Ele exemplifica, elencando os personagens. "Cristiane [escritora de sucesso que tem como tema central a figura do negro que ascende socialmente] está melada de dendê nessas contradições. Sua irmã Mariana [negra de pele clara, que vive num condomínio de luxo em Salvador e é pastora] intui isso tudo mas não sabe nomear. E Érico, marido de Mariana, foge dessa consciência."

A expressão "ladino" do título, Quito explica, era usada para se referir aos escravizados africanos que aprendiam português e, assim, passavam a ocupar um espaço de mediação entre o senhor branco e o africano que falava apenas sua língua-mãe e eram chamados de boçais. O autor faz um paralelo entre esse personagem do Brasil escravocrata e os que povoam seu livro.

"Todos os personagens do livro vivem essa contradição", aponta Quito. "Porque aprender outra língua é também um processo de afastamento do seu essencial, de sua origem. O livro tem essa coisa com o domínio de linguagens, como o cara que entende de linguagem de computador e a psicanalista."

Mas se afastar da origem, defende Quito, não é necessariamente um projeto individualista. "Quem faz esse caminho é o capitão-do-mato, um ladino que escolhe avançar sozinho. Mas a negritude implica em você avançar e trazer consigo seu bonde, fazer os seus ocuparem aquele espaço que não costumam ocupar."

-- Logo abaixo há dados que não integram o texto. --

//! Todo API server.
//!
//! Reads configuration from the environment (see [`todo_api::config`]),
//! installs tracing, wires repositories for the selected storage mode, and
//! serves the HTTP API until SIGINT or SIGTERM.

use std::process::ExitCode;
use std::sync::Arc;
use std::time::Duration;

use thiserror::Error;
use tokio::net::TcpListener;
use tokio::signal;
use tokio::sync::oneshot;
use todo_api::config::{AppConfig, ConfigError, DEFAULT_LOG_FILTER, StorageMode};
use todo_api::http::{AppState, router};
use todo_api::telemetry;
use todo_api::todo::adapters::postgres::{
    BoundedPool, PostgresListRepository, PostgresTaskRepository, apply_schema, build_pool,
};
use todo_api::todo::ports::StorageError;

#[derive(Debug, Error)]
enum StartupError {
    #[error(transparent)]
    Config(#[from] ConfigError),
    #[error("failed to initialise storage")]
    Storage(#[from] StorageError),
    #[error("failed to bind or serve")]
    Io(#[from] std::io::Error),
}

fn main() -> ExitCode {
    dotenvy::dotenv().ok();

    let config = match AppConfig::from_env() {
        Ok(config) => config,
        Err(error) => {
            if telemetry::init(DEFAULT_LOG_FILTER).is_ok() {
                tracing::error!(%error, "configuration error");
            }
            return ExitCode::FAILURE;
        }
    };
    if telemetry::init(&config.log_filter).is_err() {
        return ExitCode::FAILURE;
    }

    let runtime = match tokio::runtime::Builder::new_multi_thread()
        .enable_all()
        .build()
    {
        Ok(runtime) => runtime,
        Err(error) => {
            tracing::error!(%error, "failed to create tokio runtime");
            return ExitCode::FAILURE;
        }
    };

    match runtime.block_on(serve(config)) {
        Ok(()) => ExitCode::SUCCESS,
        Err(error) => {
            tracing::error!(error = ?error, "server stopped with an error");
            ExitCode::FAILURE
        }
    }
}

async fn serve(config: AppConfig) -> Result<(), StartupError> {
    tracing::info!(storage_mode = ?config.storage_mode, "starting todo API");
    let state = build_state(&config).await?;

    let listener = TcpListener::bind(config.bind_address).await?;
    tracing::info!(address = %listener.local_addr()?, "listening");

    let (signalled, shutdown_started) = oneshot::channel();
    let server = axum::serve(listener, router(state)).with_graceful_shutdown(async move {
        shutdown_signal().await;
        signalled.send(()).ok();
    });
    let mut server = tokio::spawn(async move { server.await });

    tokio::select! {
        joined = &mut server => {
            joined.map_err(std::io::Error::other)??;
        }
        () = drain_deadline(shutdown_started, config.shutdown_timeout) => {
            tracing::warn!(
                timeout = ?config.shutdown_timeout,
                "in-flight requests did not finish in time; aborting"
            );
            server.abort();
        }
    }

    tracing::info!("server shutdown complete");
    Ok(())
}

async fn build_state(config: &AppConfig) -> Result<AppState, StartupError> {
    match (config.storage_mode, &config.database) {
        (StorageMode::InMemory, _) => Ok(AppState::in_memory()),
        (StorageMode::Postgres, None) => Err(ConfigError::MissingDatabaseUrl.into()),
        (StorageMode::Postgres, Some(settings)) => {
            let owned = settings.clone();
            let connections = tokio::task::spawn_blocking(move || build_pool(&owned))
                .await
                .map_err(|err| StorageError::failure("build connection pool", err))??;
            let pool = BoundedPool::new(connections, settings.operation_timeout);
            apply_schema(&pool).await?;
            tracing::info!("database schema ready");
            Ok(AppState::new(
                Arc::new(PostgresListRepository::new(pool.clone())),
                Arc::new(PostgresTaskRepository::new(pool)),
            ))
        }
    }
}

/// Resolves once shutdown has started and the grace period has elapsed.
async fn drain_deadline(shutdown_started: oneshot::Receiver<()>, timeout: Duration) {
    if shutdown_started.await.is_err() {
        std::future::pending::<()>().await;
    }
    tokio::time::sleep(timeout).await;
}

/// Completes on SIGINT, or SIGTERM on Unix.
async fn shutdown_signal() {
    let ctrl_c = async {
        if let Err(error) = signal::ctrl_c().await {
            tracing::warn!(%error, "failed to install Ctrl+C handler");
            std::future::pending::<()>().await;
        }
    };

    #[cfg(unix)]
    let terminate = async {
        match signal::unix::signal(signal::unix::SignalKind::terminate()) {
            Ok(mut signal) => {
                signal.recv().await;
            }
            Err(error) => {
                tracing::warn!(%error, "failed to install SIGTERM handler");
                std::future::pending::<()>().await;
            }
        }
    };

    #[cfg(not(unix))]
    let terminate = std::future::pending::<()>();

    tokio::select! {
        () = ctrl_c => tracing::info!("received Ctrl+C, shutting down"),
        () = terminate => tracing::info!("received SIGTERM, shutting down"),
    }
}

Na visão de Quito, interessa à sociedade racista que o discurso do ladino seja lido como um discurso embranquecido, mesmo quando isso não se reflete na realidade. "Os personagens de Jorge Ben são pretos mesmo quando não são identificados assim. Mas não se pensa nisso. As mulheres que Djavan canta são do universo ficcional negro."

Compositor popular e montador de cinema, o próprio Quito, negro soteropolitano, encarna esse arquétipo do ladino. Filho de funcionários públicos, cresceu num ambiente que permitiu que seguisse essa trilha. "Pude me tornar um ladino, e esse tema passa por toda a minha obra."

Uma obra que se iniciou numa parceria com Lucas Santtana, "Domingo no Candeal", sua primeira composição a ser gravada --por Daniela Mercury, em 1994. Já ali se manifestava o que ele chama de olhar ladino. Um trecho: "Look de lupa e timbau/ Tênis Reebok e relógio Shock".

"Um Passo à Frente", parceria com Moreno Veloso gravada por Gal Costa, traz outros personagens filhos do mesmo olhar, mas agora no ambiente do samba de roda: "Ela sorri com a barriga/ Ele corteja a preferida".

"O movimento negro me criou enquanto pessoa de rua. Sou filho do Carnaval de rua de Salvador", conta Quito. "O meu encanto pelo mundo se deu ali. Na minha adolescência, vi o Carnaval enegrecendo. Vi 'Faraó' surgir, ouvi os meninos cantando 'Eu Sou Negão' pelas ruas, aquilo foi muito forte para mim. Fui jogado na escrita a partir disso."

Suas canções ganharam também a voz de cantores como Roberta Sá e Caetano Veloso. Seu maior sucesso, porém, veio de uma encomenda para um grupo fictício, as Empreguetes, estrelas da novela "Cheias de Charme". "Era um momento em que estava muito em voga a chamada ascensão da classe C, e as Empreguetes eram uma maneira de retratar isso", lembra Quito.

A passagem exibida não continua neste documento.